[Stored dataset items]
----------
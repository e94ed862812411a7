//! Drain timer.
//!
//! A drain episode starts when the transport connects and runs one step per
//! `drain_interval`. It ends on the first step that finds the transport
//! offline or the queue empty; at most one episode runs at a time.

use std::sync::atomic::{AtomicBool, Ordering};
use std::sync::{Arc, Mutex, MutexGuard};
use std::time::Duration;

use tokio::sync::Mutex as AsyncMutex;
use tokio::task::JoinHandle;
use tokio::time::{Instant, MissedTickBehavior};

use crate::metrics::{DrainMetrics, QueueMetrics};
use crate::store::RecordId;
use crate::transport::{publish_within, Qos, Transport};

use super::models::TickOutcome;
use super::store::{QueueStore, QueueStoreError};

pub struct DrainEngine {
    store: Arc<AsyncMutex<QueueStore>>,
    transport: Arc<dyn Transport>,
    online: Arc<AtomicBool>,
    interval: Duration,
    max_parse_failures: u32,
    publish_timeout: Duration,
    /// Consecutive decode failures of the current head entry
    parse_failures: Mutex<Option<(RecordId, u32)>>,
    timer: Mutex<Option<JoinHandle<()>>>,
    /// Set when `start` is called while an episode is winding down
    restart: AtomicBool,
}

impl DrainEngine {
    pub fn new(
        store: Arc<AsyncMutex<QueueStore>>,
        transport: Arc<dyn Transport>,
        online: Arc<AtomicBool>,
        interval: Duration,
        max_parse_failures: u32,
        publish_timeout: Duration,
    ) -> Self {
        Self {
            store,
            transport,
            online,
            interval,
            max_parse_failures,
            publish_timeout,
            parse_failures: Mutex::new(None),
            timer: Mutex::new(None),
            restart: AtomicBool::new(false),
        }
    }

    /// Start a drain episode. Returns false if one is already running.
    ///
    /// The first step runs one interval after this call.
    pub fn start(self: &Arc<Self>) -> bool {
        let mut timer = lock(&self.timer);
        if timer.as_ref().is_some_and(|handle| !handle.is_finished()) {
            self.restart.store(true, Ordering::Release);
            return false;
        }

        self.restart.store(false, Ordering::Release);
        DrainMetrics::record_episode();
        tracing::debug!(interval_ms = self.interval.as_millis() as u64, "Drain timer started");
        *timer = Some(tokio::spawn(self.clone().run()));
        true
    }

    /// Cancel the running episode, if any.
    pub fn stop(&self) {
        if let Some(handle) = lock(&self.timer).take() {
            handle.abort();
            tracing::debug!("Drain timer stopped");
        }
    }

    pub fn is_running(&self) -> bool {
        lock(&self.timer)
            .as_ref()
            .is_some_and(|handle| !handle.is_finished())
    }

    async fn run(self: Arc<Self>) {
        let mut ticker = tokio::time::interval_at(Instant::now() + self.interval, self.interval);
        ticker.set_missed_tick_behavior(MissedTickBehavior::Delay);

        loop {
            ticker.tick().await;
            let outcome = self.tick().await;
            if !outcome.is_terminal() {
                continue;
            }

            let mut timer = lock(&self.timer);
            if self.restart.swap(false, Ordering::AcqRel) {
                // A connect arrived while this episode was ending
                continue;
            }
            *timer = None;
            tracing::debug!(outcome = outcome.as_str(), "Drain timer stopped");
            break;
        }
    }

    /// Process at most one queued entry.
    pub async fn tick(&self) -> TickOutcome {
        let outcome = self.step().await;
        DrainMetrics::record_tick(outcome.as_str());
        outcome
    }

    async fn step(&self) -> TickOutcome {
        if !self.online.load(Ordering::Acquire) {
            return TickOutcome::Offline;
        }

        let mut store = self.store.lock().await;
        if store.count() == 0 {
            return TickOutcome::Idle;
        }

        let entry = match store.peek_oldest() {
            Ok(Some(entry)) => entry,
            Ok(None) => return TickOutcome::Idle,
            Err(QueueStoreError::PayloadParse { id, source }) => {
                let failures = self.note_parse_failure(&id);
                tracing::warn!(
                    id = %id,
                    error = %source,
                    failures = failures,
                    "Queued record cannot be decoded"
                );
                if self.max_parse_failures > 0
                    && failures >= self.max_parse_failures
                    && store.quarantine(&id)
                {
                    *lock(&self.parse_failures) = None;
                }
                return TickOutcome::Skipped;
            }
            Err(e) => {
                tracing::error!(error = %e, "Failed to read queue head");
                return TickOutcome::Skipped;
            }
        };
        *lock(&self.parse_failures) = None;

        // The store stays locked for the publish, so it is bounded
        if let Err(e) = publish_within(
            self.transport.as_ref(),
            self.publish_timeout,
            &entry.label,
            &entry.payload,
            Qos::AtLeastOnce,
            false,
        )
        .await
        {
            QueueMetrics::record_publish_failed("drain");
            tracing::warn!(
                id = %entry.id,
                label = %entry.label,
                error = %e,
                "Publish failed, entry stays queued"
            );
            return TickOutcome::PublishFailed;
        }

        if store.remove_oldest(&entry.id) {
            QueueMetrics::record_drained();
            tracing::debug!(
                id = %entry.id,
                label = %entry.label,
                remaining = store.count(),
                "Queued message delivered"
            );
            TickOutcome::Published
        } else {
            TickOutcome::Skipped
        }
    }

    fn note_parse_failure(&self, id: &RecordId) -> u32 {
        let mut tracker = lock(&self.parse_failures);
        let failures = match tracker.as_ref() {
            Some((head, count)) if head == id => count + 1,
            _ => 1,
        };
        *tracker = Some((id.clone(), failures));
        failures
    }
}

fn lock<T>(mutex: &Mutex<T>) -> MutexGuard<'_, T> {
    mutex.lock().unwrap_or_else(|poisoned| poisoned.into_inner())
}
----------
Across all the records above, find each line with "runs" in it and copy it.

//! A drain episode starts when the transport connects and runs one step per
//! offline or the queue empty; at most one episode runs at a time.
    /// The first step runs one interval after this call.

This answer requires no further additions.